"""
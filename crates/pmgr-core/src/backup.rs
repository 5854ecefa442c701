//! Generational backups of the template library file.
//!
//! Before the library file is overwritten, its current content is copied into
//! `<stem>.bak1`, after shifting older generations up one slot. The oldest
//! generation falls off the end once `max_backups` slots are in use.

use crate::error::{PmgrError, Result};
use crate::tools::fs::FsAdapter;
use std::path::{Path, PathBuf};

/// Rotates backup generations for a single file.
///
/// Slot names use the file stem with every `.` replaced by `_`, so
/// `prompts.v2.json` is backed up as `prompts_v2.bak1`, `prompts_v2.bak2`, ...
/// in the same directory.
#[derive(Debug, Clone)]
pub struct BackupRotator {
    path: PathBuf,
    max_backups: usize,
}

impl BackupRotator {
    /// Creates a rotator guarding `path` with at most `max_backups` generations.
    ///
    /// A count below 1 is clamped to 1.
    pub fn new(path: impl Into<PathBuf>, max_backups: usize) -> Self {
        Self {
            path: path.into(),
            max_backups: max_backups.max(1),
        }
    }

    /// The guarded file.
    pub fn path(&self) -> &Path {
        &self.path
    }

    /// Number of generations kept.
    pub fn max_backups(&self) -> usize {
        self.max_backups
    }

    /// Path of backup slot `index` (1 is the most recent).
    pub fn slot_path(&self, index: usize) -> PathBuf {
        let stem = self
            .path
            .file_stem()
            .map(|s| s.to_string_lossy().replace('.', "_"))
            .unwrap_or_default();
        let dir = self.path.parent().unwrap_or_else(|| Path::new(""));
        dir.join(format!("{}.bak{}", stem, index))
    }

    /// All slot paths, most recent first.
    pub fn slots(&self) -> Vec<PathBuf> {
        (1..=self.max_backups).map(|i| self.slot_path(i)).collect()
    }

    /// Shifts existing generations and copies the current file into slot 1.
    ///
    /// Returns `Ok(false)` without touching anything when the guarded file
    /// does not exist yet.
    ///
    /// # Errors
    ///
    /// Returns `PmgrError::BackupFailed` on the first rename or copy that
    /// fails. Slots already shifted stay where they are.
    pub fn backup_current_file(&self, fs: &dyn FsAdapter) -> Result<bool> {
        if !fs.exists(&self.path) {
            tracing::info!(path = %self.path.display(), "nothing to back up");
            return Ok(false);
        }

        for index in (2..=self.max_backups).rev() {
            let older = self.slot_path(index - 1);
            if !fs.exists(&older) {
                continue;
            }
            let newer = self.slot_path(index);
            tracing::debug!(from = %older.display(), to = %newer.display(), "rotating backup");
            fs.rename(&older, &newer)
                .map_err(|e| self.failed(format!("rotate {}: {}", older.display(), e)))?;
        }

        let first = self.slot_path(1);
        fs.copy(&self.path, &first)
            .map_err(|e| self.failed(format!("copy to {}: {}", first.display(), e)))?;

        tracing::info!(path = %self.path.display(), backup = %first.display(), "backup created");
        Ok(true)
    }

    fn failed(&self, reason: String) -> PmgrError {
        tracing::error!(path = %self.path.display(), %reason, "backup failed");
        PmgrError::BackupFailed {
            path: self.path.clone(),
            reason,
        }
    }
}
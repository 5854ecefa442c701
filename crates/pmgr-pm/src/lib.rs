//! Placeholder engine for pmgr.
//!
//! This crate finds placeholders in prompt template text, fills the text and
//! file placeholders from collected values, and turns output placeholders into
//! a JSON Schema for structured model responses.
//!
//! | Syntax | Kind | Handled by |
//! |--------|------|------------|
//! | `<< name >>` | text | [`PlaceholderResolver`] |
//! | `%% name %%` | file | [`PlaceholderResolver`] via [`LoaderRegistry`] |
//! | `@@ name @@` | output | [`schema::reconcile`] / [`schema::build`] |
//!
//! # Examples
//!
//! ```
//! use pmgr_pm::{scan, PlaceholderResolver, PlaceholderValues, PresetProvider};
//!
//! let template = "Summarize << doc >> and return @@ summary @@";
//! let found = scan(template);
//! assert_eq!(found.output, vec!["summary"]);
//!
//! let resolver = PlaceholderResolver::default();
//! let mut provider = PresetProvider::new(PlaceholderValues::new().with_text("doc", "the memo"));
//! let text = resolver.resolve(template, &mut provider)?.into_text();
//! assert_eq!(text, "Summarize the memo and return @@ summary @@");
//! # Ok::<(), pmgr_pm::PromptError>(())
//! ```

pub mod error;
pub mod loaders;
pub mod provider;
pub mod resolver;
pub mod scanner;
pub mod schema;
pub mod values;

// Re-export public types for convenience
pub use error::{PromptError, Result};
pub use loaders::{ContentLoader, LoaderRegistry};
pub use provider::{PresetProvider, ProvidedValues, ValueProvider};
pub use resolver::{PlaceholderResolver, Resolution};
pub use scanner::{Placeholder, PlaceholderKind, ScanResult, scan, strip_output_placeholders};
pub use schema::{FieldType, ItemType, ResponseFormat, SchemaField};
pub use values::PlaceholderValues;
"""
Your answer should be the records themselves, returned word for word.

SOLUTION:
filename crates/pmgr-core/src/backup.rs
repository 5854ecefa442c701
//! Generational backups of the template library file.
//!
//! Before the library file is overwritten, its current content is copied into
//! `<stem>.bak1`, after shifting older generations up one slot. The oldest
//! generation falls off the end once `max_backups` slots are in use.

use crate::error::{PmgrError, Result};
use crate::tools::fs::FsAdapter;
use std::path::{Path, PathBuf};

/// Rotates backup generations for a single file.
///
/// Slot names use the file stem with every `.` replaced by `_`, so
/// `prompts.v2.json` is backed up as `prompts_v2.bak1`, `prompts_v2.bak2`, ...
/// in the same directory.
#[derive(Debug, Clone)]
pub struct BackupRotator {
    path: PathBuf,
    max_backups: usize,
}

impl BackupRotator {
    /// Creates a rotator guarding `path` with at most `max_backups` generations.
    ///
    /// A count below 1 is clamped to 1.
    pub fn new(path: impl Into<PathBuf>, max_backups: usize) -> Self {
        Self {
            path: path.into(),
            max_backups: max_backups.max(1),
        }
    }

    /// The guarded file.
    pub fn path(&self) -> &Path {
        &self.path
    }

    /// Number of generations kept.
    pub fn max_backups(&self) -> usize {
        self.max_backups
    }

    /// Path of backup slot `index` (1 is the most recent).
    pub fn slot_path(&self, index: usize) -> PathBuf {
        let stem = self
            .path
            .file_stem()
            .map(|s| s.to_string_lossy().replace('.', "_"))
            .unwrap_or_default();
        let dir = self.path.parent().unwrap_or_else(|| Path::new(""));
        dir.join(format!("{}.bak{}", stem, index))
    }

    /// All slot paths, most recent first.
    pub fn slots(&self) -> Vec<PathBuf> {
        (1..=self.max_backups).map(|i| self.slot_path(i)).collect()
    }

    /// Shifts existing generations and copies the current file into slot 1.
    ///
    /// Returns `Ok(false)` without touching anything when the guarded file
    /// does not exist yet.
    ///
    /// # Errors
    ///
    /// Returns `PmgrError::BackupFailed` on the first rename or copy that
    /// fails. Slots already shifted stay where they are.
    pub fn backup_current_file(&self, fs: &dyn FsAdapter) -> Result<bool> {
        if !fs.exists(&self.path) {
            tracing::info!(path = %self.path.display(), "nothing to back up");
            return Ok(false);
        }

        for index in (2..=self.max_backups).rev() {
            let older = self.slot_path(index - 1);
            if !fs.exists(&older) {
                continue;
            }
            let newer = self.slot_path(index);
            tracing::debug!(from = %older.display(), to = %newer.display(), "rotating backup");
            fs.rename(&older, &newer)
                .map_err(|e| self.failed(format!("rotate {}: {}", older.display(), e)))?;
        }

        let first = self.slot_path(1);
        fs.copy(&self.path, &first)
            .map_err(|e| self.failed(format!("copy to {}: {}", first.display(), e)))?;

        tracing::info!(path = %self.path.display(), backup = %first.display(), "backup created");
        Ok(true)
    }

    fn failed(&self, reason: String) -> PmgrError {
        tracing::error!(path = %self.path.display(), %reason, "backup failed");
        PmgrError::BackupFailed {
            path: self.path.clone(),
            reason,
        }
    }
}
repository 5854ecefa442c701
filename crates/pmgr-pm/src/lib.rs
//! Placeholder engine for pmgr.
//!
//! This crate finds placeholders in prompt template text, fills the text and
//! file placeholders from collected values, and turns output placeholders into
//! a JSON Schema for structured model responses.
//!
//! | Syntax | Kind | Handled by |
//! |--------|------|------------|
//! | `<< name >>` | text | [`PlaceholderResolver`] |
//! | `%% name %%` | file | [`PlaceholderResolver`] via [`LoaderRegistry`] |
//! | `@@ name @@` | output | [`schema::reconcile`] / [`schema::build`] |
//!
//! # Examples
//!
//! ```
//! use pmgr_pm::{scan, PlaceholderResolver, PlaceholderValues, PresetProvider};
//!
//! let template = "Summarize << doc >> and return @@ summary @@";
//! let found = scan(template);
//! assert_eq!(found.output, vec!["summary"]);
//!
//! let resolver = PlaceholderResolver::default();
//! let mut provider = PresetProvider::new(PlaceholderValues::new().with_text("doc", "the memo"));
//! let text = resolver.resolve(template, &mut provider)?.into_text();
//! assert_eq!(text, "Summarize the memo and return @@ summary @@");
//! # Ok::<(), pmgr_pm::PromptError>(())
//! ```

pub mod error;
pub mod loaders;
pub mod provider;
pub mod resolver;
pub mod scanner;
pub mod schema;
pub mod values;

// Re-export public types for convenience
pub use error::{PromptError, Result};
pub use loaders::{ContentLoader, LoaderRegistry};
pub use provider::{PresetProvider, ProvidedValues, ValueProvider};
pub use resolver::{PlaceholderResolver, Resolution};
pub use scanner::{Placeholder, PlaceholderKind, ScanResult, scan, strip_output_placeholders};
pub use schema::{FieldType, ItemType, ResponseFormat, SchemaField};
pub use values::PlaceholderValues;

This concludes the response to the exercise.